Syria’s Afrin, a perennial battleground

PYD checkpoint in Afrin, the northernmost corner of Aleppo Governorate, August 2012 (public domain)
When Afrin University opened in 2015 it was like a dream come true for some Kurdish students. At last they were free of Assad-regime oppression, masters of their own future. By 2017 the university boasted 22 professors and 250 students, with plans to expand to 10,000. From the start it drew controversy, from local Kurds as well as Arabs, for its Kurdish language instruction and a course called ‘The Nation’s Democracy’, championing the radical ideology of Abdullah Öcalan, leader of the Kurdistan Workers’ Party (PKK) – Turkey’s nemesis.
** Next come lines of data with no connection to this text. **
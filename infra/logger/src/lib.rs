//! # Logger
//!
//! Installs the global `tracing` subscriber for applications embedding the rule
//! codec. Library crates only emit events; hosts call [`Logger::from_config`] or
//! the [`Logger::builder`] once at startup.
//!
//! Console output is compact and colored. Rolling file output runs on a
//! non-blocking worker, so keep the returned [`Logger`] alive until shutdown.
//! Module-directed filters (e.g., `"rulekit_codec=trace,info"`) go through
//! [`LoggerBuilder::env_filter`]; without one, `RUST_LOG` is honored.
//!
//! ## Example
//!
//! ```rust
//! # use rulekit_logger::{Logger, LevelFilter};
//!
//! let _logger = Logger::builder()
//!     .name("rules-host")
//!     .console(true)
//!     .level(LevelFilter::DEBUG)
//!     .init()
//!     .unwrap();
//! ```

mod error;
mod output;
mod settings;

pub use crate::error::{LoggerError, LoggerErrorExt};
pub use tracing::level_filters::LevelFilter;
pub use tracing_appender::rolling::Rotation;

use std::marker::PhantomData;
use std::path::PathBuf;

use stage::Stage;
use tracing_appender::non_blocking::WorkerGuard;

use crate::output::{FileOutput, OutputPlan};

/// Builder stage before [`LoggerBuilder::name`] is called.
#[derive(Debug)]
pub struct Unnamed;
/// Builder stage with a name and console-only output.
#[derive(Debug)]
pub struct Named;
/// Builder stage with rolling file output configured.
#[derive(Debug)]
pub struct WithFile;

mod stage {
    pub trait Stage {}
    pub trait HasName: Stage {}
}
impl Stage for Unnamed {}
impl Stage for Named {}
impl Stage for WithFile {}
impl stage::HasName for Named {}
impl stage::HasName for WithFile {}

/// Configures and installs the global tracing subscriber.
///
/// The name comes first because it prefixes log files. File options only
/// exist after [`LoggerBuilder::path`].
#[derive(Debug)]
pub struct LoggerBuilder<S: Stage = Unnamed> {
    plan: OutputPlan,
    stage: PhantomData<S>,
}

impl<S: Stage> LoggerBuilder<S> {
    fn advance<T: Stage>(self) -> LoggerBuilder<T> {
        LoggerBuilder { plan: self.plan, stage: PhantomData }
    }
}

impl LoggerBuilder<Unnamed> {
    pub fn name(mut self, name: impl Into<String>) -> LoggerBuilder<Named> {
        self.plan.name = name.into();
        self.advance()
    }
}

impl LoggerBuilder<Named> {
    /// Enables rolling file output into `path`.
    pub fn path(mut self, path: impl Into<PathBuf>) -> LoggerBuilder<WithFile> {
        self.plan.file = Some(FileOutput::new(path.into()));
        self.advance()
    }
}

impl LoggerBuilder<WithFile> {
    fn file(&mut self) -> Option<&mut FileOutput> {
        self.plan.file.as_mut()
    }

    /// Maximum number of rotated files to keep.
    #[must_use = "The builder must be configured before it can initialize the logger."]
    pub fn max_files(mut self, max: usize) -> Self {
        if let Some(file) = self.file() {
            file.max_files = max;
        }
        self
    }

    #[must_use = "The builder must be configured before it can initialize the logger."]
    pub fn rotation(mut self, rotation: Rotation) -> Self {
        if let Some(file) = self.file() {
            file.rotation = rotation;
        }
        self
    }

    /// Writes file output as JSON lines.
    #[must_use = "The builder must be configured before it can initialize the logger."]
    pub fn json(mut self) -> Self {
        if let Some(file) = self.file() {
            file.json = true;
        }
        self
    }
}

impl<S: stage::HasName> LoggerBuilder<S> {
    /// Default minimum level, applied when neither `RUST_LOG` nor an explicit
    /// filter names a target.
    #[must_use = "The builder must be configured before it can initialize the logger."]
    pub const fn level(mut self, level: LevelFilter) -> Self {
        self.plan.level = level;
        self
    }

    /// Invalid filters cause [`LoggerBuilder::init`] to return an error.
    #[must_use = "The builder must be configured before it can initialize the logger."]
    pub fn env_filter(mut self, filter: impl Into<String>) -> Self {
        self.plan.filter = Some(filter.into());
        self
    }

    #[must_use = "The builder must be configured before it can initialize the logger."]
    pub const fn console(mut self, enabled: bool) -> Self {
        self.plan.console = enabled;
        self
    }

    /// Consumes the builder and installs the global subscriber.
    ///
    /// The returned [`Logger`] owns the file writer's [`WorkerGuard`].
    ///
    /// # Errors
    /// * [`LoggerError::InvalidConfiguration`] for an empty name, a zero file
    ///   budget, no enabled output, or an unparsable filter.
    /// * [`LoggerError::Io`] or [`LoggerError::Appender`] if file output cannot be prepared.
    /// * [`LoggerError::Subscriber`] if a global subscriber has already been set.
    pub fn init(self) -> Result<Logger, LoggerError> {
        let guard = self.plan.install()?;
        Ok(Logger { guard })
    }
}

/// Handle to the installed logging system.
///
/// Dropping it stops the file worker after flushing buffered lines.
#[must_use = "Dropping this handle will stop background logging threads."]
#[derive(Debug)]
pub struct Logger {
    guard: Option<WorkerGuard>,
}

impl Logger {
    /// Returns a new [`LoggerBuilder`].
    ///
    /// ```rust
    /// use rulekit_logger::{LevelFilter, Logger};
    ///
    /// let _logger = Logger::builder()
    ///     .name("rules-host")
    ///     .level(LevelFilter::DEBUG)
    ///     .init()
    ///     .unwrap();
    /// ```
    #[must_use = "The builder must be configured before it can initialize the logger."]
    pub fn builder() -> LoggerBuilder {
        LoggerBuilder { plan: OutputPlan::default(), stage: PhantomData }
    }

    /// The file writer's guard, present iff file output is enabled.
    #[must_use]
    pub const fn guard(&self) -> Option<&WorkerGuard> {
        self.guard.as_ref()
    }
}

impl Drop for Logger {
    fn drop(&mut self) {
        if self.guard.is_some() {
            tracing::debug!("Flushing file log output before shutdown");
        }
    }
}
Women fighters of the Kurdish YPJ, the female equivalent of the YPG, the armed wing of the PYD, the best organised of the 40+ Kurdish political parties in northern Syria, holding a picture of their ideological leader, Abdullah Ocalan, photo from 2014.
Most of Afrin’s Kurds had studied in Aleppo 50km to the south, before the war morphed that 40-minute drive into a tortuous 20-hour back-route fraught with checkpoints. So when Assad’s soldiers quietly withdrew from northern Kurdish areas in summer 2012, the well-organised Kurds of the PYD – the PKK in Syrian clothing – quickly took charge, setting up their own education system, administration and army. Kurdish soldiers are tough, used historically by the Ottomans and the French, and today by the Americans to help fight ISIS in Syria.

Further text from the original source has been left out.